The author discusses "standards" as another control that limits options, and one of critical importance given the current demand, on many fronts, for the establishment of (and obedience to) standards. The intent of standards are normalization, enforcement of historical practice, and in that way they prevent adaptation and evolution for the sake of enforcing outdated practices.

Adaptation is a response to the environment, a deviation from the standard design effected to achieve success. If the environmental difference is short-lived, so is the adaptation. If the difference is long-lived, the adaptation persists. This is the nature of evolution.

EN: an analogy occurs to me about animal breeding, and how adherence to a standard has created unnatural creatures that are incapable of survival in the wild, but who are utterly dependent upon the human creators of the standard to which their breed is geared).

Infrastructure as Gestell

"Gestell" is the German word for an essential "framework" (in the manner of a skeleton, a chassis, a building's girders), but was modified by Heidegger to mean an act of re-ordering or re-framing, in the sense of deconstruction and reconstruction of a system. In more direct terms, technology organizes information and facilitates (and sometimes performs) tasks; as do the people in an organization. Organizing the multiple actions and actors is "Gestell."

Some random issues:

Concept: Gestell as a system that can exist only if the current one is utterly eradicated and its purpose utterly ignored. In effect, technology places itself at the center of the conceptual universe - obliterating the "actual" need or purpose, obliterating any alternative to itself.

(EN: A similar argument is made by Auberon Herbert, among others, regarding the nature of government in society: it enters on the premise of addressing a problem, does not adequately do so, applies additional government to either remedy that or convince people that it is adequate, then creates additional problems, prescribes more government to deal with the problems that it created, and prevents the consideration of the obvious - that it should just get out and leave well enough alone.)

The danger in addressing the problem is that one is dismissed as a luddite, a "reactionary critic of technology" and progress. Discussion is limited to ways in which the technology should be improved or adapted to overcome its shortcomings, to ways in which humans should be forced to act or refrain from acting to support the technology, and even to questioning whether the goals to which the technology were implemented are accurate or valid.

The author suggests a few means of dealing with a toxic Gestell: To return to the original rationale. Any system is implemented to accomplish a goal, and if you can focus on the goal (rather than system-centric thinking), the flaws become obvious.
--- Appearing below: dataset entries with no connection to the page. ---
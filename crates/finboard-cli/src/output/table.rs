use serde_json::Value;
use tabled::{builder::Builder, Table};

/// Render the computation envelope as tables: scalar fields as a two-column
/// table, each nested array of objects (variances, bridge steps, months) as
/// its own row table, then warnings and methodology as a footer.
pub fn print_table(value: &Value) {
    let envelope = value.as_object();
    let result = envelope
        .and_then(|m| m.get("result"))
        .unwrap_or(value);

    match result {
        Value::Object(map) => {
            print_scalars(map);
            for (key, val) in map {
                if let Value::Array(rows) = val {
                    if rows.iter().any(|r| r.is_object()) {
                        println!("\n{}:", key);
                        print_rows(rows);
                    }
                }
            }
        }
        Value::Array(rows) => print_rows(rows),
        other => println!("{}", other),
    }

    if let Some(env) = envelope {
        if let Some(Value::Array(warnings)) = env.get("warnings") {
            if !warnings.is_empty() {
                println!("\nWarnings:");
                for w in warnings {
                    if let Value::String(s) = w {
                        println!("  - {}", s);
                    }
                }
            }
        }
        if let Some(Value::String(method)) = env.get("methodology") {
            println!("\nMethodology: {}", method);
        }
    }
}

/// Two-column field/value table of the non-array fields, flattening one
/// level of nested objects (e.g. actual.revenue).
fn print_scalars(map: &serde_json::Map<String, Value>) {
    let mut builder = Builder::default();
    builder.push_record(["Field", "Value"]);
    let mut any = false;
    for (key, val) in map {
        match val {
            Value::Array(_) => continue,
            Value::Object(inner) => {
                for (inner_key, inner_val) in inner {
                    builder.push_record([
                        format!("{}.{}", key, inner_key),
                        render(inner_val),
                    ]);
                    any = true;
                }
            }
            _ => {
                builder.push_record([key.clone(), render(val)]);
                any = true;
            }
        }
    }
    if any {
        println!("{}", Table::from(builder));
    }
}

fn print_rows(rows: &[Value]) {
    if rows.is_empty() {
        println!("(empty)");
        return;
    }

    let Some(Value::Object(first)) = rows.first() else {
        for row in rows {
            println!("{}", render(row));
        }
        return;
    };

    let headers: Vec<String> = first.keys().cloned().collect();
    let mut builder = Builder::default();
    builder.push_record(&headers);
    for row in rows {
        if let Value::Object(map) = row {
            builder.push_record(
                headers
                    .iter()
                    .map(|h| map.get(h.as_str()).map(render).unwrap_or_default())
                    .collect::<Vec<String>>(),
            );
        }
    }
    println!("{}", Table::from(builder));
}

fn render(value: &Value) -> String {
    match value {
        Value::String(s) => s.clone(),
        Value::Number(n) => n.to_string(),
        Value::Bool(b) => b.to_string(),
        Value::Null => "-".to_string(),
        other => serde_json::to_string(other).unwrap_or_default(),
    }
}
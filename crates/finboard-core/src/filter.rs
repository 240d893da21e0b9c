use chrono::{Months, NaiveDate};
use rust_decimal::Decimal;
use serde::{Deserialize, Serialize};

use crate::error::FinboardError;
use crate::fixture::FinancialRecord;
use crate::types::{Money, Scenario};
use crate::FinboardResult;

/// An inclusive date range.
#[derive(Debug, Clone, Copy, PartialEq, Eq, Serialize, Deserialize)]
pub struct Period {
    pub start: NaiveDate,
    pub end: NaiveDate,
}

impl Period {
    pub fn new(start: NaiveDate, end: NaiveDate) -> FinboardResult<Period> {
        if end < start {
            return Err(FinboardError::DateError(format!(
                "Period end {} precedes start {}",
                end, start
            )));
        }
        Ok(Period { start, end })
    }

    pub fn contains(&self, date: NaiveDate) -> bool {
        date >= self.start && date <= self.end
    }

    /// The same range shifted back 12 calendar months, for prior-year
    /// comparisons. Month-end clamping follows chrono (Mar 31 -> Mar 31,
    /// Feb 29 -> Feb 28 on non-leap years).
    pub fn prior_year(&self) -> Period {
        let shift = Months::new(12);
        Period {
            start: self
                .start
                .checked_sub_months(shift)
                .unwrap_or(self.start),
            end: self.end.checked_sub_months(shift).unwrap_or(self.end),
        }
    }
}

/// Select records by period, scenario, and optional business unit.
/// Pure; an empty result is not an error.
pub fn filter_records<'a>(
    records: &'a [FinancialRecord],
    period: Period,
    scenario: Scenario,
    business_unit: Option<&str>,
) -> Vec<&'a FinancialRecord> {
    records
        .iter()
        .filter(|r| r.scenario == scenario)
        .filter(|r| period.contains(r.date))
        .filter(|r| match business_unit {
            Some(bu) => r.business_unit == bu,
            None => true,
        })
        .collect()
}

/// Sum of a filtered slice. Zero when empty — missing data never signals.
pub fn sum_records(records: &[&FinancialRecord]) -> Money {
    records.iter().map(|r| r.amount).sum::<Decimal>()
}

/// Filter-and-sum in one pass; the shape every aggregate query uses.
pub fn sum_filtered(
    records: &[FinancialRecord],
    period: Period,
    scenario: Scenario,
    business_unit: Option<&str>,
) -> Money {
    records
        .iter()
        .filter(|r| r.scenario == scenario)
        .filter(|r| period.contains(r.date))
        .filter(|r| match business_unit {
            Some(bu) => r.business_unit == bu,
            None => true,
        })
        .map(|r| r.amount)
        .sum::<Decimal>()
}

#[cfg(test)]
mod tests {
    use super::*;
    use rust_decimal_macros::dec;

    fn date(s: &str) -> NaiveDate {
        s.parse().unwrap()
    }

    fn record(d: &str, scenario: Scenario, bu: &str, amount: Decimal) -> FinancialRecord {
        FinancialRecord {
            date: date(d),
            scenario,
            business_unit: bu.to_string(),
            category: "Subscriptions".to_string(),
            subcategory: None,
            amount,
        }
    }

    fn sample() -> Vec<FinancialRecord> {
        vec![
            record("2025-01-31", Scenario::Actual, "EMEA", dec!(100)),
            record("2025-02-28", Scenario::Actual, "EMEA", dec!(110)),
            record("2025-01-31", Scenario::Actual, "NA", dec!(200)),
            record("2025-01-31", Scenario::BudgetBase, "EMEA", dec!(90)),
            record("2024-01-31", Scenario::Actual, "EMEA", dec!(80)),
        ]
    }

    #[test]
    fn test_period_rejects_inverted_range() {
        assert!(Period::new(date("2025-03-01"), date("2025-01-01")).is_err());
    }

    #[test]
    fn test_period_bounds_inclusive() {
        let p = Period::new(date("2025-01-01"), date("2025-01-31")).unwrap();
        assert!(p.contains(date("2025-01-01")));
        assert!(p.contains(date("2025-01-31")));
        assert!(!p.contains(date("2025-02-01")));
    }

    #[test]
    fn test_filter_by_scenario_and_period() {
        let records = sample();
        let p = Period::new(date("2025-01-01"), date("2025-01-31")).unwrap();
        let hits = filter_records(&records, p, Scenario::Actual, None);
        // EMEA Jan + NA Jan; excludes Feb, budget, and prior year
        assert_eq!(hits.len(), 2);
        assert_eq!(sum_records(&hits), dec!(300));
    }

    #[test]
    fn test_filter_by_business_unit() {
        let records = sample();
        let p = Period::new(date("2025-01-01"), date("2025-12-31")).unwrap();
        let hits = filter_records(&records, p, Scenario::Actual, Some("EMEA"));
        assert_eq!(hits.len(), 2);
        assert_eq!(sum_records(&hits), dec!(210));
    }

    #[test]
    fn test_no_match_returns_empty_not_error() {
        let records = sample();
        let p = Period::new(date("2030-01-01"), date("2030-12-31")).unwrap();
        let hits = filter_records(&records, p, Scenario::Actual, Some("APAC"));
        assert!(hits.is_empty());
        assert_eq!(sum_records(&hits), dec!(0));
    }

    #[test]
    fn test_prior_year_shift() {
        let p = Period::new(date("2025-01-01"), date("2025-03-31")).unwrap();
        let py = p.prior_year();
        assert_eq!(py.start, date("2024-01-01"));
        assert_eq!(py.end, date("2024-03-31"));
    }

    #[test]
    fn test_prior_year_clamps_month_end() {
        // Feb 29 2024 has no 2023 counterpart; chrono clamps to Feb 28.
        let p = Period::new(date("2024-02-01"), date("2024-02-29")).unwrap();
        let py = p.prior_year();
        assert_eq!(py.end, date("2023-02-28"));
    }

    #[test]
    fn test_sum_filtered_matches_filter_then_sum() {
        let records = sample();
        let p = Period::new(date("2025-01-01"), date("2025-12-31")).unwrap();
        let hits = filter_records(&records, p, Scenario::Actual, None);
        assert_eq!(
            sum_filtered(&records, p, Scenario::Actual, None),
            sum_records(&hits)
        );
    }
}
At that point, a proposal to switch to a newer, better, or different system is more likely to gain acceptance.

A Final Case Study

The author describes a proposed solution for marketing new drugs, which is inherently information-intensive: one must make doctors in various locations aware of its existence, its purpose, its advantages, its side-effects, etc. so they may choose to prescribe it to their patients.

A major pharmaceuticals firm (Hoffman-La Roche) established a strategic marketing division to oversee and streamline the marketing activities for a wide array of drugs to the global market. This division created "MedNet" as a technology to support this task.

Over eight years, the company poured resources into the system, but ultimately abandoned it because it had high costs and was largely ineffective, to be replaced by a suite of internet and intranet applications. Unfortunately, this system fared no better. While less expensive, it was no more effective: it restricted the ways in which information could be provided.

Some product managers broke from the system, and began to develop stand-alone Web sites, outside of the system, to market their products, and achieved better results. Top management, recognizing the value of letting things happen organically, shut down the MedNet system in favor of decentralized marketing for products (which is where they started off) and reduced "strategic marketing" to a supporting role.